Hench attempted a coup, and failed - for which he has paid the ultimate price.
At the beginning of this year Hench's reputation was in tatters. He'd failed to provide any service whatsoever and annoyed me to the point of threatening litigation, so in desperation I employed two near neighbours using funding from the government as carers for Bea. Yeah, I know, and it didnt work out so well...
Later Hench discovered probably the worst care agency in the country and sent them in. Bea and I befriended one of the carers, a girl half my age pregnant with twins who complained about her boss and the conditions her job imposed on her elsewhere. Probably a mistake, but I had words with her manager about that, and offered my services to assist the old bag with her micromanaged and inefficient scheduling that needed dragging into the 20th Century first, and then updating with a mobile solution. That didnt work out so well either, she threw the contract and lost yet another mutual friend of me and Bea. These people are as rare as unicorns...
Back to today, and I still dont have carers after months of Hench telling me it was impossible to find someone despite advertising. Now, granted it is extremely hard to get anyone to do anything these days without flashing significant cash at them, but now I find out he's been taking the piss.
I began to get frustrated and left a few less than polite messages asking where my services were and managed to upset him, whereupon I got called delusional, and dangerous, and some kind of sex pest regarding the carers. It got real nasty but thats invariably water off a ducks back to me. However it transpires thats what he's been telling the carers, and naturally being short-staffed they just wont take the contract.
In these circumstances, two carers are required to attend for their own safety. And they dont have spare carers, so...
Well, I hit the roof.
Next thing I know I'm again denied access to our legal framework as DoLs back out - Thanks for that BTW, that was really helpful - and I'm right back to Square One with Hench.
Oh, really. Well you understood wrong.
And no it wont, and I'm perfectly aware who the legal advocate is, so they can take a hike.
And you can look all you like, but unless you can provide decent one-to-one care that doesnt involve me doing or supervising it on benefits - or me being thrown onto the streets in debt, branded a failure and a pervert, then you arent going to like my views very much.
And I dont recall asking you to do any of that in the first place, you pompous and officious little rodent.
So I called Igor, and enquired whether he had authorised or even condoned Hench's behaviour and intimated that if he did, I'd sue his stupid ass for it personally instead of Hench's. No, wait, as well as.
I was rather indignant XD
Igor has learned to respect me, and only had Hench deal with me because he isnt skilled enough. Thats why he chose Hench, who he sees as an expert in care and a part-time rock star, thinking I'd respect him automatically. Well Igor has been wrong about a few other things lately, and agreed that was perhaps a poor choice.
Hench is gone then, and wont interact further. Hooray!

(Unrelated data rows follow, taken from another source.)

pub mod connection;
pub mod invoice_repository;
pub mod models;
pub mod schema;

pub use connection::{
    DbConnection, DbPool, create_connection_pool, get_connection_from_pool, run_migrations,
};
pub use invoice_repository::PostgresInvoiceRepository;
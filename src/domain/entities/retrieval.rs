/// Mid-range default on the normalized cosine-distance scale.
pub const DEFAULT_MAX_DISTANCE: f32 = 0.6;
pub const DEFAULT_PAGE_LIMIT: i64 = 10;

/// Which retrieval strategy handles a question.
#[derive(Debug, Clone, Copy, PartialEq, Eq)]
pub enum RetrievalRoute {
    Sql,
    Vector,
}

/// A routed question, ready to hand to a tool. Built per request and dropped
/// with the response; retrieval parameters are filled with defaults when the
/// caller leaves them out.
#[derive(Debug, Clone, PartialEq)]
pub enum RetrievalRequest {
    SqlQuery {
        question: String,
    },
    VectorQuery {
        question: String,
        max_distance: f32,
        limit: i64,
    },
}

impl RetrievalRequest {
    pub fn for_route(
        route: RetrievalRoute,
        question: String,
        max_distance: Option<f32>,
        limit: Option<i64>,
    ) -> Self {
        match route {
            RetrievalRoute::Sql => RetrievalRequest::SqlQuery { question },
            RetrievalRoute::Vector => RetrievalRequest::VectorQuery {
                question,
                max_distance: max_distance.unwrap_or(DEFAULT_MAX_DISTANCE),
                limit: limit.unwrap_or(DEFAULT_PAGE_LIMIT),
            },
        }
    }

    pub fn question(&self) -> &str {
        match self {
            RetrievalRequest::SqlQuery { question } => question,
            RetrievalRequest::VectorQuery { question, .. } => question,
        }
    }

    pub fn route(&self) -> RetrievalRoute {
        match self {
            RetrievalRequest::SqlQuery { .. } => RetrievalRoute::Sql,
            RetrievalRequest::VectorQuery { .. } => RetrievalRoute::Vector,
        }
    }
}

/// Lifecycle of a single question through the dispatcher. One-shot: a routed
/// question either answers or fails, with no re-routing to the other tool.
#[derive(Debug, Clone, Copy, PartialEq, Eq)]
pub enum RouteState {
    Unrouted,
    RoutedSql,
    RoutedVector,
    Answered,
    Failed,
}

impl RouteState {
    pub fn routed(route: RetrievalRoute) -> Self {
        match route {
            RetrievalRoute::Sql => RouteState::RoutedSql,
            RetrievalRoute::Vector => RouteState::RoutedVector,
        }
    }

    pub fn is_terminal(&self) -> bool {
        matches!(self, RouteState::Answered | RouteState::Failed)
    }
}

#[cfg(test)]
mod tests {
    use super::*;

    #[test]
    fn vector_request_fills_defaults() {
        let request = RetrievalRequest::for_route(
            RetrievalRoute::Vector,
            "similar invoices".to_string(),
            None,
            None,
        );

        match request {
            RetrievalRequest::VectorQuery {
                max_distance,
                limit,
                ..
            } => {
                assert_eq!(max_distance, DEFAULT_MAX_DISTANCE);
                assert_eq!(limit, DEFAULT_PAGE_LIMIT);
            }
            other => panic!("expected vector query, got {:?}", other),
        }
    }

    #[test]
    fn explicit_parameters_are_kept() {
        let request = RetrievalRequest::for_route(
            RetrievalRoute::Vector,
            "q".to_string(),
            Some(0.3),
            Some(25),
        );

        assert_eq!(
            request,
            RetrievalRequest::VectorQuery {
                question: "q".to_string(),
                max_distance: 0.3,
                limit: 25,
            }
        );
    }

    #[test]
    fn sql_request_ignores_retrieval_parameters() {
        let request =
            RetrievalRequest::for_route(RetrievalRoute::Sql, "total sales".to_string(), Some(0.1), Some(5));

        assert_eq!(request.route(), RetrievalRoute::Sql);
        assert_eq!(request.question(), "total sales");
    }

    #[test]
    fn route_states() {
        assert_eq!(RouteState::routed(RetrievalRoute::Sql), RouteState::RoutedSql);
        assert_eq!(
            RouteState::routed(RetrievalRoute::Vector),
            RouteState::RoutedVector
        );
        assert!(RouteState::Answered.is_terminal());
        assert!(RouteState::Failed.is_terminal());
        assert!(!RouteState::RoutedSql.is_terminal());
    }
}
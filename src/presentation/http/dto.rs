use serde::{Deserialize, Serialize};

#[derive(Debug, Deserialize)]
pub struct AskRequestDto {
    pub message: String,
}

#[derive(Debug, Serialize)]
pub struct AskResponseDto {
    pub response: String,
}

#[derive(Debug, Serialize)]
pub struct ToolDto {
    pub name: &'static str,
    pub description: &'static str,
}
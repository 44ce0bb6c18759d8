pub mod azure_openai;

pub use azure_openai::{AzureOpenAiClient, AzureOpenAiConfig};
use tracing::{debug, warn};
use uuid::Uuid;

/// Narrow callback surface the dispatcher reports through. Stands in for the
/// run/step event stream of a hosted agent runtime: one call per question,
/// after the routed tool returns or fails.
pub trait RunEventSink: Send + Sync {
    fn on_result(&self, request_id: Uuid, tool_name: &str, payload: &str);
    fn on_error(&self, request_id: Uuid, tool_name: &str, message: &str);
}

/// Default sink: forwards events to the tracing subscriber.
pub struct TracingEventSink;

impl RunEventSink for TracingEventSink {
    fn on_result(&self, request_id: Uuid, tool_name: &str, payload: &str) {
        debug!(%request_id, tool_name, payload, "tool returned");
    }

    fn on_error(&self, request_id: Uuid, tool_name: &str, message: &str) {
        warn!(%request_id, tool_name, message, "tool failed");
    }
}
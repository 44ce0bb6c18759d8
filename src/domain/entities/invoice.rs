use serde::{Deserialize, Serialize};

/// One row of the `invoices` table as it is returned to callers. The
/// embedding and tsvector columns never leave the database; they are derived
/// caches of the text fields below.
///
/// Serialized field names match the quoted SQL column names so tool output
/// lines up with the schema the translator prompt describes.
#[derive(Debug, Clone, PartialEq, Serialize, Deserialize)]
pub struct InvoiceProjection {
    #[serde(rename = "ID")]
    pub invoice_id: i32,
    #[serde(rename = "FiscalWeekBeginDate")]
    pub fiscal_week_begin_date: String,
    #[serde(rename = "Invoice Date")]
    pub invoice_date: String,
    #[serde(rename = "Region")]
    pub region: String,
    #[serde(rename = "Facility Name")]
    pub facility_name: String,
    #[serde(rename = "Branch Id")]
    pub branch_id: String,
    #[serde(rename = "Channel")]
    pub channel: String,
    pub soldto_name: String,
    pub shipto_name: String,
    #[serde(rename = "Product Type")]
    pub product_type: String,
    #[serde(rename = "Major Code")]
    pub major_code: String,
    #[serde(rename = "Major Desc")]
    pub major_desc: String,
    #[serde(rename = "Mid Code")]
    pub mid_code: String,
    #[serde(rename = "Mid Desc")]
    pub mid_desc: String,
    #[serde(rename = "Minor Code")]
    pub minor_code: String,
    #[serde(rename = "Minor Desc")]
    pub minor_desc: String,
    #[serde(rename = "Item")]
    pub item: String,
    #[serde(rename = "Item Desc")]
    pub item_desc: String,
    #[serde(rename = "Sales")]
    pub sales: f64,
    #[serde(rename = "Gross Profit")]
    pub gross_profit: f64,
    #[serde(rename = "GM Percent")]
    pub gm_percent: f64,
    #[serde(rename = "TLE")]
    pub tle: f64,
}

#[cfg(test)]
mod tests {
    use super::*;

    fn sample() -> InvoiceProjection {
        InvoiceProjection {
            invoice_id: 42,
            fiscal_week_begin_date: "2024-01-01".to_string(),
            invoice_date: "2024-01-03".to_string(),
            region: "Central".to_string(),
            facility_name: "Tulsa DC".to_string(),
            branch_id: "0211".to_string(),
            channel: "Warehouse".to_string(),
            soldto_name: "ACME Corp".to_string(),
            shipto_name: "ACME Corp".to_string(),
            product_type: "Lumber".to_string(),
            major_code: "100".to_string(),
            major_desc: "Structural".to_string(),
            mid_code: "110".to_string(),
            mid_desc: "Studs".to_string(),
            minor_code: "111".to_string(),
            minor_desc: "2x4".to_string(),
            item: "LBR-2X4-8".to_string(),
            item_desc: "2x4x8 stud".to_string(),
            sales: 1250.0,
            gross_profit: 310.0,
            gm_percent: 24.8,
            tle: 1.02,
        }
    }

    #[test]
    fn serializes_with_sql_column_names() {
        let value = serde_json::to_value(sample()).unwrap();

        assert_eq!(value["ID"], 42);
        assert_eq!(value["Invoice Date"], "2024-01-03");
        assert_eq!(value["Facility Name"], "Tulsa DC");
        assert_eq!(value["soldto_name"], "ACME Corp");
        assert_eq!(value["Gross Profit"], 310.0);
        // Derived columns never appear in projections.
        assert!(value.get("embedding").is_none());
        assert!(value.get("tsv").is_none());
    }
}
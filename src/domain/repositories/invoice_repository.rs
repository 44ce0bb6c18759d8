use async_trait::async_trait;
use pgvector::Vector;
use serde::Serialize;

use crate::domain::entities::InvoiceProjection;

#[derive(Debug)]
pub enum InvoiceRepositoryError {
    PoolError(String),
    QueryError(String),
}

impl std::fmt::Display for InvoiceRepositoryError {
    fn fmt(&self, f: &mut std::fmt::Formatter<'_>) -> std::fmt::Result {
        match self {
            InvoiceRepositoryError::PoolError(msg) => write!(f, "Pool error: {}", msg),
            InvoiceRepositoryError::QueryError(msg) => write!(f, "Query error: {}", msg),
        }
    }
}

impl std::error::Error for InvoiceRepositoryError {}

/// An invoice row paired with its cosine distance to the query embedding.
#[derive(Debug, Clone, Serialize)]
pub struct ScoredInvoice {
    #[serde(flatten)]
    pub invoice: InvoiceProjection,
    pub distance: f64,
}

/// One page of similarity results plus the count of every row under the
/// threshold. Both come out of a single statement, so the count can exceed
/// the page length but never contradict it.
#[derive(Debug, Serialize)]
pub struct SimilarityPage {
    pub results: Vec<ScoredInvoice>,
    pub total_relevant_count: i64,
}

#[async_trait]
pub trait InvoiceRepository: Send + Sync {
    /// Runs a generated SELECT in a read-only transaction and returns the
    /// rows as a JSON array, whatever columns the statement projects.
    async fn execute_readonly(
        &self,
        statement: &str,
    ) -> Result<serde_json::Value, InvoiceRepositoryError>;

    /// Distance-ranked page of invoices under `max_distance`, with the total
    /// relevant count taken from the same statement execution.
    async fn similarity_page(
        &self,
        query_embedding: Vector,
        max_distance: f32,
        limit: i64,
    ) -> Result<SimilarityPage, InvoiceRepositoryError>;
}
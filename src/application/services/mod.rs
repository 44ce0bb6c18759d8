pub mod dispatcher;
pub mod similarity_search;
pub mod sql_translator;

pub use dispatcher::{
    AgentDispatcher, DispatchOutcome, QueryRouter, RetrievalTool, RuleBasedRouter,
    SqlSearchTool, ToolRegistry, VectorSearchTool,
};
pub use similarity_search::SimilaritySearchService;
pub use sql_translator::SqlTranslationService;
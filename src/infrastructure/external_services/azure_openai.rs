use async_trait::async_trait;
use pgvector::Vector;
use reqwest::{Client, Error as ReqwestError};
use serde::{Deserialize, Serialize};
use std::env;
use std::time::Duration;

use crate::application::ports::completion_provider::{
    CompletionProvider, CompletionProviderError,
};
use crate::application::ports::embedding_provider::{EmbeddingProvider, EmbeddingProviderError};

#[derive(Serialize)]
struct ChatMessage<'a> {
    role: &'a str,
    content: &'a str,
}

#[derive(Serialize)]
struct ChatCompletionRequest<'a> {
    messages: Vec<ChatMessage<'a>>,
    max_tokens: u32,
}

#[derive(Deserialize)]
struct ChatCompletionResponse {
    choices: Vec<ChatChoice>,
}

#[derive(Deserialize)]
struct ChatChoice {
    message: ChatChoiceMessage,
}

#[derive(Deserialize)]
struct ChatChoiceMessage {
    content: Option<String>,
}

#[derive(Serialize)]
struct EmbeddingsRequest<'a> {
    input: &'a [String],
}

#[derive(Deserialize)]
struct EmbeddingsResponse {
    data: Vec<EmbeddingDatum>,
}

#[derive(Deserialize)]
struct EmbeddingDatum {
    index: usize,
    embedding: Vec<f32>,
}

#[derive(Debug, Clone)]
pub struct AzureOpenAiConfig {
    pub endpoint: String,
    pub api_key: String,
    pub api_version: String,
    pub chat_deployment: String,
    pub embedding_deployment: String,
    pub embedding_dimension: usize,
    pub timeout_secs: u64,
}

impl Default for AzureOpenAiConfig {
    fn default() -> Self {
        let endpoint = env::var("AZURE_OPENAI_ENDPOINT")
            .unwrap_or_else(|_| "https://example.openai.azure.com".to_string());
        let api_key = env::var("AZURE_OPENAI_API_KEY").unwrap_or_default();
        let chat_deployment =
            env::var("MODEL_DEPLOYMENT_NAME").unwrap_or_else(|_| "gpt-4o".to_string());
        let embedding_deployment = env::var("EMBEDDING_MODEL_NAME")
            .unwrap_or_else(|_| "text-embedding-3-small".to_string());

        Self {
            endpoint,
            api_key,
            api_version: "2024-02-15-preview".to_string(),
            chat_deployment,
            embedding_deployment,
            embedding_dimension: 1536,
            timeout_secs: 30,
        }
    }
}

#[derive(Debug)]
pub enum AzureOpenAiError {
    RequestError(String),
    ApiError(String),
    ParseError(String),
}

impl std::fmt::Display for AzureOpenAiError {
    fn fmt(&self, f: &mut std::fmt::Formatter<'_>) -> std::fmt::Result {
        match self {
            AzureOpenAiError::RequestError(msg) => write!(f, "Request error: {}", msg),
            AzureOpenAiError::ApiError(msg) => write!(f, "API error: {}", msg),
            AzureOpenAiError::ParseError(msg) => write!(f, "Parse error: {}", msg),
        }
    }
}

impl std::error::Error for AzureOpenAiError {}

/// Azure-OpenAI-shaped REST client covering both external calls the system
/// makes: chat completions for SQL generation and embeddings for similarity
/// search. Calls are bounded by the client timeout and never retried here.
pub struct AzureOpenAiClient {
    client: Client,
    config: AzureOpenAiConfig,
}

impl AzureOpenAiClient {
    pub fn new(config: AzureOpenAiConfig) -> Result<Self, ReqwestError> {
        let client = Client::builder()
            .timeout(Duration::from_secs(config.timeout_secs))
            .build()?;

        Ok(Self { client, config })
    }

    pub fn from_env() -> Result<Self, ReqwestError> {
        Self::new(AzureOpenAiConfig::default())
    }

    fn chat_url(&self) -> String {
        format!(
            "{}/openai/deployments/{}/chat/completions?api-version={}",
            self.config.endpoint, self.config.chat_deployment, self.config.api_version
        )
    }

    fn embeddings_url(&self) -> String {
        format!(
            "{}/openai/deployments/{}/embeddings?api-version={}",
            self.config.endpoint, self.config.embedding_deployment, self.config.api_version
        )
    }

    pub async fn chat_completion(
        &self,
        system_prompt: &str,
        user_text: &str,
        max_tokens: u32,
    ) -> Result<String, AzureOpenAiError> {
        let request = ChatCompletionRequest {
            messages: vec![
                ChatMessage {
                    role: "system",
                    content: system_prompt,
                },
                ChatMessage {
                    role: "user",
                    content: user_text,
                },
            ],
            max_tokens,
        };

        let response = self
            .client
            .post(self.chat_url())
            .header("api-key", &self.config.api_key)
            .json(&request)
            .send()
            .await
            .map_err(|e| AzureOpenAiError::RequestError(e.without_url().to_string()))?;

        let status = response.status();
        if !status.is_success() {
            let body = response.text().await.unwrap_or_default();
            return Err(AzureOpenAiError::ApiError(format!("{}: {}", status, body)));
        }

        let parsed = response
            .json::<ChatCompletionResponse>()
            .await
            .map_err(|e| AzureOpenAiError::ParseError(e.to_string()))?;

        parsed
            .choices
            .into_iter()
            .next()
            .and_then(|choice| choice.message.content)
            .map(|content| content.trim().to_string())
            .ok_or_else(|| AzureOpenAiError::ParseError("response held no completion".to_string()))
    }

    pub async fn embed(&self, inputs: &[String]) -> Result<Vec<Vector>, AzureOpenAiError> {
        let request = EmbeddingsRequest { input: inputs };

        let response = self
            .client
            .post(self.embeddings_url())
            .header("api-key", &self.config.api_key)
            .json(&request)
            .send()
            .await
            .map_err(|e| AzureOpenAiError::RequestError(e.without_url().to_string()))?;

        let status = response.status();
        if !status.is_success() {
            let body = response.text().await.unwrap_or_default();
            return Err(AzureOpenAiError::ApiError(format!("{}: {}", status, body)));
        }

        let parsed = response
            .json::<EmbeddingsResponse>()
            .await
            .map_err(|e| AzureOpenAiError::ParseError(e.to_string()))?;

        if parsed.data.len() != inputs.len() {
            return Err(AzureOpenAiError::ParseError(format!(
                "requested {} embeddings, received {}",
                inputs.len(),
                parsed.data.len()
            )));
        }

        let mut data = parsed.data;
        data.sort_by_key(|datum| datum.index);

        Ok(data
            .into_iter()
            .map(|datum| Vector::from(datum.embedding))
            .collect())
    }
}

#[async_trait]
impl CompletionProvider for AzureOpenAiClient {
    async fn complete(
        &self,
        system_prompt: &str,
        user_text: &str,
        max_tokens: u32,
    ) -> Result<String, CompletionProviderError> {
        let completion = self
            .chat_completion(system_prompt, user_text, max_tokens)
            .await
            .map_err(|e| match e {
                AzureOpenAiError::RequestError(msg) => CompletionProviderError::NetworkError(msg),
                AzureOpenAiError::ApiError(msg) | AzureOpenAiError::ParseError(msg) => {
                    CompletionProviderError::ApiError(msg)
                }
            })?;

        if completion.is_empty() {
            return Err(CompletionProviderError::EmptyCompletion);
        }

        Ok(completion)
    }
}

#[async_trait]
impl EmbeddingProvider for AzureOpenAiClient {
    async fn generate_embedding(&self, text: &str) -> Result<Vector, EmbeddingProviderError> {
        let input = [text.to_string()];
        let mut embeddings = self.embed(&input).await.map_err(map_embedding_error)?;

        embeddings
            .pop()
            .ok_or_else(|| EmbeddingProviderError::ApiError("no embedding returned".to_string()))
    }

    async fn generate_embeddings(
        &self,
        texts: &[String],
    ) -> Result<Vec<Vector>, EmbeddingProviderError> {
        if texts.is_empty() {
            return Ok(Vec::new());
        }

        self.embed(texts).await.map_err(map_embedding_error)
    }

    fn embedding_dimension(&self) -> usize {
        self.config.embedding_dimension
    }
}

fn map_embedding_error(e: AzureOpenAiError) -> EmbeddingProviderError {
    match e {
        AzureOpenAiError::RequestError(msg) => EmbeddingProviderError::NetworkError(msg),
        AzureOpenAiError::ApiError(msg) | AzureOpenAiError::ParseError(msg) => {
            EmbeddingProviderError::ApiError(msg)
        }
    }
}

I also reminded Igor about my lack of representation at said meeting, and reminded him I was on a waiting list for an advocacy service, and he took it upon himself to prioritise that as well. Next thing I know, I have an assessment for an advocate and the meeting has been moved to the 5th Nov...
The day before Bea's birthday as it happens. It is also an auspicious day in the UK. From Wikipedia...
Guy Fawkes Night, Bonfire Night, or sometimes Firework Night.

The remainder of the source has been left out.